Durch den Köcherbaumwald
Die Fahrt bis zum nächsten Zwischenstopp ist für namibische Verhältnisse ein Katzensprung: Es sind nur zwei Stunden bis zum Köcherbaumwald bei Ketmannshop. Den Abstecher an die Küste nach Lüderitz und zur berühmt berüchtigten Geisterstadt Kolmanskop lassen wir für diese Reise weg. Stattdessen spazieren wir zwischen den Köcherbäumen hindurch. Der Köcherbaumwald geht in den "Spielplatz der Riesen" über, einen ungewöhnlichen Landstreifen inmitten der Savanne, der soweit das Auge reicht mit interessanten Formationen aus Geröll und Felsen übersät ist. Angst vor Schlaglöchern
Auf dem Rückweg zur Hauptroute verfahren wir uns. Wir wundern uns erst, als die Sandfahrbahn immer schlechter wird und stellen fest, dass wir bereits zu weit sind, um umzukehren. Schließlich sind wir unter Zeitdruck, denn für den Nachmittag haben wir eine Safari-Tour gebucht - noch einige Autostunden entfernt. Wir hoffen, nicht stecken zu bleiben und beten vor jeder Kurve, dass danach nicht noch tiefere Schlaglöcher liegen. Der Weg schlängelt sich an kleinen Siedlungen aus Wellblechhütten und halb verfallenen kleinen Häusern und Ställen vorbei. Strom gibt es hier nicht. Im Zentrum einer der Siedlungen steht ein einfaches, aber wesentlich stabiler wirkendes Gebäude: eine Schule. Die Armut hier ist erschütternd. Schließlich schaffen wir es zurück auf die geplante Route und es liegen noch einige hundert Kilometer B1 vor uns.
Zebras zeigen sich nachts
Wir haben es gerade rechtzeitig zu unserer Safari-Tour tiefer in die Kalahari geschafft. Im offenen Jeep fährt der Ranger mit uns gefühlt die halbe Steppe ab, doch die versprochenen Giraffen lassen sich nicht blicken, die Löwen wurden, wie wir erfahren, bereits alle geschossen und die Zebras sehen wir erst nach Einbruch der Dunkelheit. Nichtsdestotrotz: Eine Zebraherde galoppiert unmittelbar vor unserem Fahrzeug vorbei - eine sehr beeindruckende Geräuschkulisse, auch wenn im Finstern nur wenig zu erkennen ist. Am nächsten und letzten Tag unserer Reise brechen wir noch einmal früh auf. Den Norden Namibias planen wir irgendwann einmal im Rahmen einer weiteren Reise zu erkunden. Die Entfernungen sind schlichtweg zu weit. Doch uns hat der Tierbeobachtungsehrgeiz gepackt, sodass wir spontan beschließen, doch noch ein Stück nördlich von Windhoek zu fahren, um auf einer weitläufigen Farm Leoparden und Geparden zu sehen.

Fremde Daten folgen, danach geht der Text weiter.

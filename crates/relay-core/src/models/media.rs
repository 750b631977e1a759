use std::fmt::{Display, Formatter, Result as FmtResult};
use std::path::Path;

use crate::constants::{SUPPORTED_IMAGE_EXTENSIONS, SUPPORTED_VIDEO_EXTENSIONS};

/// Who sent the media.
#[derive(Debug, Clone, PartialEq, Eq)]
pub struct Sender {
    pub id: u64,
    pub display_name: String,
}

/// Kind of media attached to an inbound message.
///
/// Only documents carry a declared MIME type and an original filename.
#[derive(Debug, Clone, PartialEq, Eq)]
pub enum MediaKind {
    Photo,
    Video,
    Document {
        mime_type: Option<String>,
        file_name: Option<String>,
    },
}

impl MediaKind {
    pub fn label(&self) -> &'static str {
        match self {
            MediaKind::Photo => "photo",
            MediaKind::Video => "video",
            MediaKind::Document { .. } => "document",
        }
    }
}

/// One inbound media event, immutable for the lifetime of the pipeline run.
#[derive(Debug, Clone, PartialEq, Eq)]
pub struct MediaNotification {
    pub sender: Sender,
    pub kind: MediaKind,
    /// Transport-side file handle used to download the payload.
    pub remote_handle: String,
}

/// MIME family accepted by the relay.
///
/// Validated documents map onto one of these two families, so every
/// downstream match is exhaustive.
#[derive(Debug, Clone, Copy, PartialEq, Eq)]
pub enum MimeCategory {
    Image,
    Video,
}

impl MimeCategory {
    /// Classify a declared MIME type, `None` if it is neither `image/*` nor `video/*`.
    pub fn from_mime(mime_type: &str) -> Option<Self> {
        let normalized = mime_type.trim().to_ascii_lowercase();
        if normalized.starts_with("image/") {
            Some(MimeCategory::Image)
        } else if normalized.starts_with("video/") {
            Some(MimeCategory::Video)
        } else {
            None
        }
    }
}

impl Display for MimeCategory {
    fn fmt(&self, f: &mut Formatter<'_>) -> FmtResult {
        match self {
            MimeCategory::Image => write!(f, "image"),
            MimeCategory::Video => write!(f, "video"),
        }
    }
}

/// Kind of a staged local file, derived from its extension.
#[derive(Debug, Clone, Copy, PartialEq, Eq)]
pub enum StagedKind {
    Image,
    Video,
    Other,
}

impl StagedKind {
    pub fn from_path(path: &Path) -> Self {
        let extension = path
            .extension()
            .and_then(|e| e.to_str())
            .map(|e| e.to_lowercase());

        match extension.as_deref() {
            Some(ext) if SUPPORTED_IMAGE_EXTENSIONS.contains(&ext) => StagedKind::Image,
            Some(ext) if SUPPORTED_VIDEO_EXTENSIONS.contains(&ext) => StagedKind::Video,
            _ => StagedKind::Other,
        }
    }
}
//! Media ingestion for the Immich relay.
//!
//! Leaf-first: checksum and capture-time extraction, the media dispatcher,
//! the staging guard for temporary files, and the upload protocol plus the
//! end-to-end pipeline that ties them together.

pub mod checksum;
pub mod dispatch;
pub mod metadata;
pub mod staging;
pub mod upload;

pub use checksum::{sha1_hex, sha1_hex_chunked};
pub use dispatch::{dispatch, DispatchedMedia};
pub use metadata::{capture_metadata, format_timestamp};
pub use staging::{stage, StagedFile};
pub use upload::{relay_media, upload_asset, RelayContext};
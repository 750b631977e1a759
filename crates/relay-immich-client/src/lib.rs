//! HTTP client for the Immich server.
//!
//! Covers the handful of endpoints the relay needs: liveness and identity
//! probes for the status banner, the album lookup done at startup, and the
//! asset create/update pair driven by the upload protocol. Every request
//! carries the `x-api-key` header.

pub mod api;

use std::fmt;
use std::time::Duration;

use reqwest::Client;

pub use api::{AlbumInfo, UserInfo};

#[derive(Debug, thiserror::Error)]
pub enum ClientError {
    #[error("HTTP request failed: {0}")]
    Http(#[from] reqwest::Error),

    #[error("Failed to read local file: {0}")]
    Io(#[from] std::io::Error),

    #[error("Immich returned status {status}: {body}")]
    Status { status: u16, body: String },
}

pub type Result<T> = std::result::Result<T, ClientError>;

/// Client for one Immich instance.
///
/// No global timeout is set: uploads of large videos may take arbitrarily
/// long. The status calls apply their own per-request timeout.
#[derive(Clone)]
pub struct ImmichClient {
    client: Client,
    base_url: String,
    api_key: String,
}

impl fmt::Debug for ImmichClient {
    fn fmt(&self, f: &mut fmt::Formatter<'_>) -> fmt::Result {
        f.debug_struct("ImmichClient")
            .field("base_url", &self.base_url)
            .field("api_key", &"[REDACTED]")
            .finish()
    }
}

impl ImmichClient {
    pub fn new(base_url: impl Into<String>, api_key: impl Into<String>) -> Result<Self> {
        let client = Client::builder().build()?;
        let base_url: String = base_url.into();

        Ok(Self {
            client,
            base_url: base_url.trim_end_matches('/').to_string(),
            api_key: api_key.into(),
        })
    }

    pub fn base_url(&self) -> &str {
        &self.base_url
    }

    pub fn build_url(&self, path: &str) -> String {
        format!("{}{}", self.base_url, path)
    }

    fn apply_auth(&self, request: reqwest::RequestBuilder) -> reqwest::RequestBuilder {
        request.header("x-api-key", self.api_key.as_str())
    }

    fn status_timeout() -> Duration {
        Duration::from_secs(relay_core::constants::STATUS_TIMEOUT_SECS)
    }
}

#[cfg(test)]
mod tests {
    use super::*;

    #[test]
    fn test_base_url_trimmed() {
        let client = ImmichClient::new("http://immich:2283/api//", "key").unwrap();
        assert_eq!(client.base_url(), "http://immich:2283/api");
        assert_eq!(
            client.build_url("/server/ping"),
            "http://immich:2283/api/server/ping"
        );
    }

    #[test]
    fn test_status_error_message() {
        let err = ClientError::Status {
            status: 404,
            body: "not found".to_string(),
        };
        assert_eq!(err.to_string(), "Immich returned status 404: not found");
    }

    #[test]
    fn test_debug_hides_api_key() {
        let client = ImmichClient::new("http://immich", "very-secret").unwrap();
        assert!(!format!("{:?}", client).contains("very-secret"));
    }
}
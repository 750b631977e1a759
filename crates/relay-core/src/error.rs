//! Error types module
//!
//! Every failure of a relay invocation is one of the `IngestError` variants.
//! All of them are terminal for the invocation; none is retried. Each variant
//! describes how it is logged and which reply the sender receives.

use std::io;

use crate::models::Reply;

/// Log level for error reporting
#[derive(Debug, Clone, Copy, PartialEq, Eq)]
pub enum LogLevel {
    /// Debug level - for expected rejections like unsupported files
    Debug,
    /// Warning level - for refused or failed requests worth noticing
    Warn,
    /// Error level - for unexpected failures
    Error,
}

#[derive(Debug, thiserror::Error)]
pub enum IngestError {
    #[error("Unauthorized sender: {sender_id}")]
    Unauthorized { sender_id: u64 },

    #[error("Unsupported media type: {mime_type}")]
    UnsupportedMedia { mime_type: String },

    #[error("Download failed: {0}")]
    DownloadFailed(String),

    #[error("Upload rejected with status {status}: {body}")]
    UploadRejected { status: u16, body: String },

    #[error("Internal error: {message}")]
    Internal { message: String },
}

impl IngestError {
    pub fn internal(message: impl Into<String>) -> Self {
        IngestError::Internal {
            message: message.into(),
        }
    }

    pub fn log_level(&self) -> LogLevel {
        match self {
            IngestError::UnsupportedMedia { .. } => LogLevel::Debug,
            IngestError::Unauthorized { .. } | IngestError::UploadRejected { .. } => {
                LogLevel::Warn
            }
            IngestError::DownloadFailed(_) | IngestError::Internal { .. } => LogLevel::Error,
        }
    }

    /// Reply sent to the sender for this failure.
    pub fn reply(&self) -> Reply {
        match self {
            IngestError::Unauthorized { .. } => Reply::Unauthorized,
            IngestError::UnsupportedMedia { .. } => Reply::UnsupportedMedia,
            IngestError::DownloadFailed(_) => Reply::DownloadFailed,
            IngestError::UploadRejected { body, .. } => Reply::UploadRejected { body: body.clone() },
            IngestError::Internal { message } => Reply::InternalError {
                message: message.clone(),
            },
        }
    }
}

impl From<io::Error> for IngestError {
    fn from(err: io::Error) -> Self {
        IngestError::internal(format!("IO error: {}", err))
    }
}

impl From<anyhow::Error> for IngestError {
    fn from(err: anyhow::Error) -> Self {
        IngestError::internal(format!("{:#}", err))
    }
}
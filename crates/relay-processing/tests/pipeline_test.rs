//! End-to-end relay pipeline against in-memory transport and storage.

use std::collections::HashSet;
use std::panic::AssertUnwindSafe;
use std::path::{Path, PathBuf};
use std::sync::atomic::{AtomicUsize, Ordering};
use std::sync::Mutex;

use async_trait::async_trait;
use futures::FutureExt;
use relay_core::models::{MediaKind, MediaNotification, Reply, Sender};
use relay_core::{AllowList, AssetStore, AssetUpload, Config, MediaFetcher, Settings, StoreResponse};
use relay_processing::{relay_media, RelayContext};
use tempfile::TempDir;

struct StubFetcher {
    calls: AtomicUsize,
    payload: Option<Vec<u8>>,
    fail_after_write: bool,
    last_destination: Mutex<Option<PathBuf>>,
}

impl StubFetcher {
    fn with_payload(data: &[u8]) -> Self {
        Self {
            calls: AtomicUsize::new(0),
            payload: Some(data.to_vec()),
            fail_after_write: false,
            last_destination: Mutex::new(None),
        }
    }

    fn writing_nothing() -> Self {
        Self {
            payload: None,
            ..Self::with_payload(b"")
        }
    }

    fn failing_after_write(data: &[u8]) -> Self {
        Self {
            fail_after_write: true,
            ..Self::with_payload(data)
        }
    }

    fn calls(&self) -> usize {
        self.calls.load(Ordering::SeqCst)
    }

    fn last_destination(&self) -> Option<PathBuf> {
        self.last_destination.lock().unwrap().clone()
    }
}

#[async_trait]
impl MediaFetcher for StubFetcher {
    async fn fetch(&self, _remote_handle: &str, destination: &Path) -> anyhow::Result<()> {
        self.calls.fetch_add(1, Ordering::SeqCst);
        *self.last_destination.lock().unwrap() = Some(destination.to_path_buf());
        if let Some(data) = &self.payload {
            tokio::fs::write(destination, data).await?;
        }
        if self.fail_after_write {
            anyhow::bail!("telegram download interrupted");
        }
        Ok(())
    }
}

#[derive(Clone, Copy)]
enum StoreMode {
    /// Behaves like Immich: known checksums are reported as duplicates.
    Deduplicating,
    Rejecting,
    Unreachable,
    Panicking,
}

struct StubStore {
    mode: StoreMode,
    checksums: Mutex<HashSet<String>>,
    uploads: Mutex<Vec<AssetUpload>>,
    patches: AtomicUsize,
}

impl StubStore {
    fn new(mode: StoreMode) -> Self {
        Self {
            mode,
            checksums: Mutex::new(HashSet::new()),
            uploads: Mutex::new(Vec::new()),
            patches: AtomicUsize::new(0),
        }
    }

    fn uploads(&self) -> Vec<AssetUpload> {
        self.uploads.lock().unwrap().clone()
    }
}

#[async_trait]
impl AssetStore for StubStore {
    async fn create_asset(&self, upload: &AssetUpload) -> anyhow::Result<StoreResponse> {
        assert!(upload.path.exists(), "staged file must exist during upload");
        self.uploads.lock().unwrap().push(upload.clone());

        match self.mode {
            StoreMode::Unreachable => anyhow::bail!("connection refused"),
            StoreMode::Panicking => panic!("store crashed mid-upload"),
            StoreMode::Rejecting => Ok(StoreResponse {
                status: 500,
                body: r#"{"message":"storage full"}"#.to_string(),
            }),
            StoreMode::Deduplicating => {
                let fresh = self.checksums.lock().unwrap().insert(upload.checksum.clone());
                Ok(if fresh {
                    StoreResponse {
                        status: 201,
                        body: r#"{"id":"asset-1","status":"created"}"#.to_string(),
                    }
                } else {
                    StoreResponse {
                        status: 200,
                        body: r#"{"id":"asset-1","status":"duplicate"}"#.to_string(),
                    }
                })
            }
        }
    }

    async fn set_date_time_original(
        &self,
        _asset_id: &str,
        _date_time_original: &str,
    ) -> anyhow::Result<StoreResponse> {
        self.patches.fetch_add(1, Ordering::SeqCst);
        Ok(StoreResponse {
            status: 200,
            body: "{}".to_string(),
        })
    }
}

fn config(staging_dir: &TempDir) -> Config {
    let settings = Settings {
        immich_api_url: "http://immich.local/api".to_string(),
        immich_api_key: "key".to_string(),
        selected_album_id: None,
        upload_timezone: chrono_tz::Europe::Moscow,
        telegram_bot_token: "123:abc".to_string(),
        allowed_user_ids: AllowList::new([111, 222]),
        staging_dir: staging_dir.path().to_path_buf(),
    };
    Config::new(settings, None)
}

fn notification(sender_id: u64, kind: MediaKind, handle: &str) -> MediaNotification {
    MediaNotification {
        sender: Sender {
            id: sender_id,
            display_name: format!("user{}", sender_id),
        },
        kind,
        remote_handle: handle.to_string(),
    }
}

fn staged_files(dir: &TempDir) -> usize {
    std::fs::read_dir(dir.path()).unwrap().count()
}

#[tokio::test]
async fn unauthorized_sender_never_downloads() {
    let dir = tempfile::tempdir().unwrap();
    let config = config(&dir);
    let fetcher = StubFetcher::with_payload(b"jpeg");
    let store = StubStore::new(StoreMode::Deduplicating);
    let ctx = RelayContext {
        config: &config,
        fetcher: &fetcher,
        store: &store,
    };

    let reply = relay_media(ctx, &notification(333, MediaKind::Photo, "p1")).await;
    assert_eq!(reply, Reply::Unauthorized);
    assert_eq!(fetcher.calls(), 0);
    assert!(store.uploads().is_empty());
}

#[tokio::test]
async fn unsupported_document_never_downloads() {
    let dir = tempfile::tempdir().unwrap();
    let config = config(&dir);
    let fetcher = StubFetcher::with_payload(b"%PDF");
    let store = StubStore::new(StoreMode::Deduplicating);
    let ctx = RelayContext {
        config: &config,
        fetcher: &fetcher,
        store: &store,
    };

    let kind = MediaKind::Document {
        mime_type: Some("application/pdf".to_string()),
        file_name: Some("report.pdf".to_string()),
    };
    let reply = relay_media(ctx, &notification(111, kind, "d1")).await;
    assert_eq!(reply, Reply::UnsupportedMedia);
    assert_eq!(fetcher.calls(), 0);
}

#[tokio::test]
async fn successful_upload_removes_staged_file() {
    let dir = tempfile::tempdir().unwrap();
    let config = config(&dir);
    let fetcher = StubFetcher::with_payload(b"not really a jpeg");
    let store = StubStore::new(StoreMode::Deduplicating);
    let ctx = RelayContext {
        config: &config,
        fetcher: &fetcher,
        store: &store,
    };

    let reply = relay_media(ctx, &notification(111, MediaKind::Photo, "AgAD")).await;
    assert_eq!(
        reply,
        Reply::Uploaded {
            date_corrected: true
        }
    );

    let uploads = store.uploads();
    assert_eq!(uploads.len(), 1);
    assert_eq!(uploads[0].device_asset_id, "photo_AgAD.jpg");
    assert_eq!(uploads[0].size_bytes, 17);
    assert_eq!(uploads[0].checksum.len(), 40);
    assert!(uploads[0].metadata.file_created_at.ends_with("+03:00"));

    assert_eq!(
        fetcher.last_destination(),
        Some(dir.path().join("photo_AgAD.jpg"))
    );
    assert_eq!(staged_files(&dir), 0);
}

#[tokio::test]
async fn rejected_upload_reports_body_and_cleans_up() {
    let dir = tempfile::tempdir().unwrap();
    let config = config(&dir);
    let fetcher = StubFetcher::with_payload(b"mp4 bytes");
    let store = StubStore::new(StoreMode::Rejecting);
    let ctx = RelayContext {
        config: &config,
        fetcher: &fetcher,
        store: &store,
    };

    let reply = relay_media(ctx, &notification(222, MediaKind::Video, "v1")).await;
    assert_eq!(
        reply.to_string(),
        r#"❌ Failed to upload asset. Error: {"message":"storage full"}"#
    );
    assert_eq!(store.uploads()[0].device_asset_id, "video_v1.mp4");
    assert_eq!(staged_files(&dir), 0);
}

#[tokio::test]
async fn transport_failure_is_internal_error_and_cleans_up() {
    let dir = tempfile::tempdir().unwrap();
    let config = config(&dir);
    let fetcher = StubFetcher::with_payload(b"data");
    let store = StubStore::new(StoreMode::Unreachable);
    let ctx = RelayContext {
        config: &config,
        fetcher: &fetcher,
        store: &store,
    };

    match relay_media(ctx, &notification(111, MediaKind::Photo, "p2")).await {
        Reply::InternalError { message } => assert!(message.contains("connection refused")),
        other => panic!("Expected InternalError, got {:?}", other),
    }
    assert_eq!(staged_files(&dir), 0);
}

#[tokio::test]
async fn missing_download_is_reported() {
    let dir = tempfile::tempdir().unwrap();
    let config = config(&dir);
    let fetcher = StubFetcher::writing_nothing();
    let store = StubStore::new(StoreMode::Deduplicating);
    let ctx = RelayContext {
        config: &config,
        fetcher: &fetcher,
        store: &store,
    };

    let reply = relay_media(ctx, &notification(111, MediaKind::Photo, "p3")).await;
    assert_eq!(reply, Reply::DownloadFailed);
    assert_eq!(fetcher.calls(), 1);
    assert!(store.uploads().is_empty());
}

#[tokio::test]
async fn interrupted_download_leaves_nothing_behind() {
    let dir = tempfile::tempdir().unwrap();
    let config = config(&dir);
    let fetcher = StubFetcher::failing_after_write(b"partial");
    let store = StubStore::new(StoreMode::Deduplicating);
    let ctx = RelayContext {
        config: &config,
        fetcher: &fetcher,
        store: &store,
    };

    let reply = relay_media(ctx, &notification(111, MediaKind::Video, "v2")).await;
    assert_eq!(reply, Reply::DownloadFailed);
    assert_eq!(staged_files(&dir), 0);
}

#[tokio::test]
async fn same_content_twice_is_uploaded_then_duplicate() {
    let dir = tempfile::tempdir().unwrap();
    let config = config(&dir);
    let fetcher = StubFetcher::with_payload(b"identical bytes");
    let store = StubStore::new(StoreMode::Deduplicating);
    let ctx = RelayContext {
        config: &config,
        fetcher: &fetcher,
        store: &store,
    };

    let first = relay_media(ctx, &notification(111, MediaKind::Photo, "a")).await;
    let second = relay_media(ctx, &notification(111, MediaKind::Photo, "b")).await;

    assert_eq!(
        first,
        Reply::Uploaded {
            date_corrected: true
        }
    );
    assert_eq!(second, Reply::Duplicate);
    assert_eq!(second.to_string(), "ℹ️ Asset already exists in Immich.");
    assert_eq!(store.patches.load(Ordering::SeqCst), 1);

    let uploads = store.uploads();
    assert_eq!(uploads[0].checksum, uploads[1].checksum);
    assert_eq!(staged_files(&dir), 0);
}

#[tokio::test]
async fn panic_during_upload_still_removes_staged_file() {
    let dir = tempfile::tempdir().unwrap();
    let config = config(&dir);
    let fetcher = StubFetcher::with_payload(b"jpeg bytes");
    let store = StubStore::new(StoreMode::Panicking);
    let ctx = RelayContext {
        config: &config,
        fetcher: &fetcher,
        store: &store,
    };

    let outcome = AssertUnwindSafe(relay_media(ctx, &notification(111, MediaKind::Photo, "p4")))
        .catch_unwind()
        .await;

    let payload = outcome.expect_err("store panic should propagate out of the pipeline");
    assert_eq!(
        payload.downcast_ref::<&str>(),
        Some(&"store crashed mid-upload")
    );
    assert_eq!(fetcher.calls(), 1);
    assert_eq!(store.uploads().len(), 1);
    assert_eq!(staged_files(&dir), 0);
}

Auf dem Rückweg überrascht uns mein persönliches Highlight: Direkt neben der Straße stehen Giraffen und grasen an den Bäumen. Wir steigen aus und sind nur ein paar Meter von ihnen entfernt. Ich könnte ihnen stundenlang zuschauen. Sie wirken trotz ihrer Größe so friedlich und so freundlich. Dieser besondere Moment und all die anderen Erlebnisse dieser Zeit so nah an der Natur haben sich gelohnt. Sie waren jeden der über 2 000 Kilometer Sandpiste wert.